Count every line below in which "found" occurs, then give only the count.

***** SUPPLIED INFORMATION *****

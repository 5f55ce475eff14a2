use std::time::Instant;

use serde::Serialize;
use tracing::{debug, info};

use crate::directory::CapacityQuery;
use crate::engine::scoring::{self, RankInput, RankingStrategy};
use crate::error::AppError;
use crate::geo::{haversine_km, round_km};
use crate::models::fleet::{Driver, Vehicle, VehicleStatus};
use crate::models::order::Order;
use crate::retry::retry_with_backoff;
use crate::state::AppState;

#[derive(Debug, Clone, Serialize)]
pub struct Candidate {
    pub vehicle: Vehicle,
    pub driver: Driver,
    /// Driver to pickup, km.
    pub distance_km: f64,
    pub estimated_arrival_min: u32,
    pub rank: f64,
}

/// Vehicles that can carry the order's package, driven by an active driver
/// with a known position, best first according to `strategy`, at most
/// `limit` of them.
pub async fn find_candidates(
    state: &AppState,
    order: &Order,
    strategy: &dyn RankingStrategy,
    limit: usize,
) -> Result<Vec<Candidate>, AppError> {
    let started = Instant::now();
    let result = search(state, order, strategy, limit).await;

    let outcome = match &result {
        Ok(found) if found.is_empty() => "empty",
        Ok(_) => "found",
        Err(_) => "error",
    };
    state
        .metrics
        .candidate_search_seconds
        .with_label_values(&[outcome])
        .observe(started.elapsed().as_secs_f64());

    result
}

async fn search(
    state: &AppState,
    order: &Order,
    strategy: &dyn RankingStrategy,
    limit: usize,
) -> Result<Vec<Candidate>, AppError> {
    let package = &order.package_details;
    let pickup = order.pickup_location.point();
    let query = CapacityQuery::from(package);
    let retry = &state.settings.directory_retry;
    let directory = &state.directory;

    let vehicles = retry_with_backoff(retry, "find available vehicles", || {
        directory.find_available(&query)
    })
    .await?;

    let mut candidates = Vec::with_capacity(vehicles.len());
    for vehicle in vehicles {
        if vehicle.status != VehicleStatus::Available {
            continue;
        }

        let driver_id = vehicle.driver_id;
        let Some(driver) =
            retry_with_backoff(retry, "load driver", || directory.driver(driver_id)).await?
        else {
            debug!(vehicle_id = %vehicle.id, %driver_id, "vehicle has no known driver");
            continue;
        };
        let Some(location) = driver.dispatchable_location() else {
            debug!(vehicle_id = %vehicle.id, %driver_id, "driver not dispatchable");
            continue;
        };

        let distance_km = round_km(haversine_km(&location, &pickup));
        let input = RankInput {
            package,
            vehicle: &vehicle,
            distance_km,
        };
        let score = scoring::score(&input, strategy);
        if !score.eligible {
            continue;
        }

        candidates.push(Candidate {
            estimated_arrival_min: scoring::estimated_arrival_min(distance_km),
            rank: score.rank,
            distance_km,
            driver,
            vehicle,
        });
    }

    candidates.sort_by(|a, b| {
        strategy
            .compare(a.rank, b.rank)
            .then(a.vehicle.max_weight_kg.total_cmp(&b.vehicle.max_weight_kg))
            .then(a.vehicle.max_volume_m3.total_cmp(&b.vehicle.max_volume_m3))
    });
    candidates.truncate(limit);

    info!(
        order_id = %order.id,
        strategy = strategy.name(),
        candidates = candidates.len(),
        "candidate search finished"
    );

    Ok(candidates)
}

*****

▸ EXERCISE RESPONSE
2